Lockheed Martin is to study sensor technologies for a large high-altitude, long-endurance unmanned air vehicle (UAV) under contracts from the US Air Force Research Laboratory (AFRL). The two contracts, totalling $1.5 million, are part of AFRL's SensorCraft UAV technology development programme.
SensorCraft is a notional concept for a reconnaissance UAV that could be available in 2015. Boeing, Lockheed Martin and Northrop Grumman were awarded contracts to study the air vehicle in 2001, and earlier this year further contracts were awarded to study sensors and apertures. Now Lockheed Martin has received contracts to define radar modes and mitigate electromagnetic interference.

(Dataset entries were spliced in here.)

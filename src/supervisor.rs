//! Process lifecycle.
//!
//! The supervisor owns the scheduler and the worker handle. Its own thread
//! only ticks the scheduler; the remote session lives inside the worker's
//! [`Station`] and is touched by jobs alone.

use std::fmt;
use std::sync::Arc;
use std::thread;

use tracing::{info, warn};

use crate::config::Settings;
use crate::error::{KeeperError, LoggedError};
use crate::keeper::SessionKeeper;
use crate::remote::RemoteSession;
use crate::scheduler::{Now, Scheduler};
use crate::signal::ProcessSignal;
use crate::watcher::EventWatcher;
use crate::worker::{JobQueue, Worker};

/// Lifecycle states, entered strictly in declaration order.
#[derive(Debug, Clone, Copy, PartialEq, Eq)]
pub enum SupervisorState {
    Starting,
    Running,
    Stopping,
    Stopped,
}

impl fmt::Display for SupervisorState {
    fn fmt(&self, f: &mut fmt::Formatter<'_>) -> fmt::Result {
        match self {
            SupervisorState::Starting => write!(f, "STARTING"),
            SupervisorState::Running => write!(f, "RUNNING"),
            SupervisorState::Stopping => write!(f, "STOPPING"),
            SupervisorState::Stopped => write!(f, "STOPPED"),
        }
    }
}

/// Everything a job may touch. Owned by the worker thread.
pub struct Station<S> {
    pub keeper: SessionKeeper<S>,
    pub watcher: EventWatcher,
}

impl<S: RemoteSession> Station<S> {
    pub fn new(session: S, settings: &Settings, signal: ProcessSignal) -> Self {
        Self {
            keeper: SessionKeeper::new(session, Arc::clone(&settings.credentials), signal)
                .with_timing(settings.timing),
            watcher: EventWatcher::new(settings.whitelist.clone(), settings.answer_wait),
        }
    }

    pub fn verify(&mut self) -> Result<(), LoggedError> {
        self.keeper.verify()
    }

    pub fn check(&mut self) -> Result<(), LoggedError> {
        self.watcher.check(self.keeper.session_mut()).map(|_| ())
    }

    /// Release the remote session. Failures are logged, not returned.
    pub fn close(self) {
        if let Err(e) = self.keeper.into_session().close() {
            warn!("closing remote session failed: {e}");
        }
    }
}

pub struct Supervisor {
    settings: Settings,
    signal: ProcessSignal,
    state: SupervisorState,
}

impl Supervisor {
    pub fn new(settings: Settings, signal: ProcessSignal) -> Self {
        Self {
            settings,
            signal,
            state: SupervisorState::Starting,
        }
    }

    pub fn state(&self) -> SupervisorState {
        self.state
    }

    fn enter(&mut self, next: SupervisorState) {
        info!(from = %self.state, to = %next, "supervisor state change");
        self.state = next;
    }

    /// Drive `session` until the process signal asks to stop, then shut down
    /// in order and close the session.
    pub fn run<S: RemoteSession + 'static>(&mut self, session: S) -> Result<(), KeeperError> {
        self.state = SupervisorState::Starting;
        info!(
            user = %self.settings.credentials.username,
            dashboard = %self.settings.credentials.base_url,
            whitelisted = self.settings.whitelist.len(),
            "supervisor starting"
        );
        let station = Station::new(session, &self.settings, self.signal.clone());
        let worker = Worker::spawn(station, JobQueue::new())?;
        // Cold start: do not wait for the first daily slot.
        worker.queue().put(Station::verify);

        self.enter(SupervisorState::Running);
        let now = Now::read();
        let mut scheduler = self.schedule_at(now, worker.queue());
        for entry in scheduler.entries() {
            info!(
                label = entry.label,
                cadence = %entry.cadence,
                next_run = ?entry.next_run().to_wall(now),
                "scheduled"
            );
        }
        while self.signal.is_running() {
            scheduler.run_pending();
            thread::sleep(self.settings.poll_interval);
        }

        self.enter(SupervisorState::Stopping);
        scheduler.clear();
        info!(pending = worker.queue().len(), "waiting for the worker to finish");
        let station = worker.join()?;

        self.enter(SupervisorState::Stopped);
        station.close();
        Ok(())
    }

    /// Register the three recurring entries, counting from `now`.
    fn schedule_at<S: RemoteSession + 'static>(
        &self,
        now: Now,
        queue: &JobQueue<Station<S>>,
    ) -> Scheduler {
        let mut scheduler = Scheduler::new();

        let jobs = queue.clone();
        scheduler.register_at(now, "verify session", self.settings.daily_verify, move || {
            jobs.put(Station::verify)
        });

        // Runs here rather than on the worker so it drops the backlog instead
        // of waiting behind it.
        let jobs = queue.clone();
        scheduler.register_at(now, "clear queue", self.settings.hourly_clear, move || {
            if jobs.is_empty() {
                return;
            }
            let dropped = jobs.clear();
            info!(dropped, "cleared pending jobs");
        });

        let jobs = queue.clone();
        scheduler.register_at(now, "check calls", self.settings.check_every, move || {
            jobs.put(Station::check)
        });

        scheduler
    }
}
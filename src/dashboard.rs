//! Reading the dashboard document.
//!
//! A logged-in dashboard greets the user in its first `<h3>`:
//! `Welcome {username}`. That banner is the only session marker we trust.

use scraper::{Html, Selector};

use crate::keeper::USERNAME_FIELD;

/// Text of the first `<h3>` on the page, whitespace-trimmed.
pub fn welcome_banner(html: &str) -> Option<String> {
    let document = Html::parse_document(html);
    let Ok(selector) = Selector::parse("h3") else {
        return None;
    };
    document
        .select(&selector)
        .next()
        .map(|el| el.text().collect::<String>().trim().to_owned())
}

/// True when the page carries the login form's username field.
pub fn has_login_form(html: &str) -> bool {
    let document = Html::parse_document(html);
    Selector::parse(USERNAME_FIELD)
        .is_ok_and(|selector| document.select(&selector).next().is_some())
}

/// The banner we expect for `username`.
fn expected_banner(username: &str) -> String {
    format!("Welcome {username}")
}

/// True when `banner` greets exactly `username`.
pub fn greets(banner: &str, username: &str) -> bool {
    banner == expected_banner(username)
}

#[cfg(test)]
mod tests {
    use super::*;

    const LOGGED_IN: &str = r#"
        <html><body>
          <div class="dashboard">
            <h3>
              Welcome alice
            </h3>
            <h3>Widgets</h3>
          </div>
        </body></html>
    "#;

    #[test]
    fn banner_is_first_h3_trimmed() {
        assert_eq!(welcome_banner(LOGGED_IN).as_deref(), Some("Welcome alice"));
    }

    #[test]
    fn greets_configured_user() {
        let banner = welcome_banner(LOGGED_IN).unwrap();
        assert!(greets(&banner, "alice"));
    }

    #[test]
    fn other_user_is_a_mismatch() {
        let banner = welcome_banner(LOGGED_IN).unwrap();
        assert!(!greets(&banner, "bob"));
        assert!(!greets(&banner, "alic"));
    }

    #[test]
    fn login_page_has_no_banner() {
        let login = r#"<html><body><form><input name="username"></form></body></html>"#;
        assert!(welcome_banner(login).is_none());
        assert!(has_login_form(login));
        assert!(!has_login_form(LOGGED_IN));
    }
}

The SensorCraft would carry both X-band and UHF radars operating in air-to-air and air-to-ground modes, providing airborne and ground-moving target indication, synthetic-aperture radar imaging and, possibly, foliage penetration capability.
"That means a lot of timing and mode issues," says Ronald Manley, airborne radar systems business development manager at Lockheed Martin Naval Electronic & Surveillance Systems.
Under the multifunction surveillance system contract, the company will assess the capability of an onboard sensor manager to operate the UAV autonomously or semi-autonomously. "Notionally, the operator would ask to look at an area and the sensor manager would look at the task and the sensor availability and provide the best information - not just data - to the operator," says Manley.
The electromagnetic interference mitigation study will assess technologies to manage the interference between X-band and UHF band apertures and the air vehicle electronics. "There are a lot of electrons floating around, and we don't want a lot of harmonics that inhibit performance," Manley says.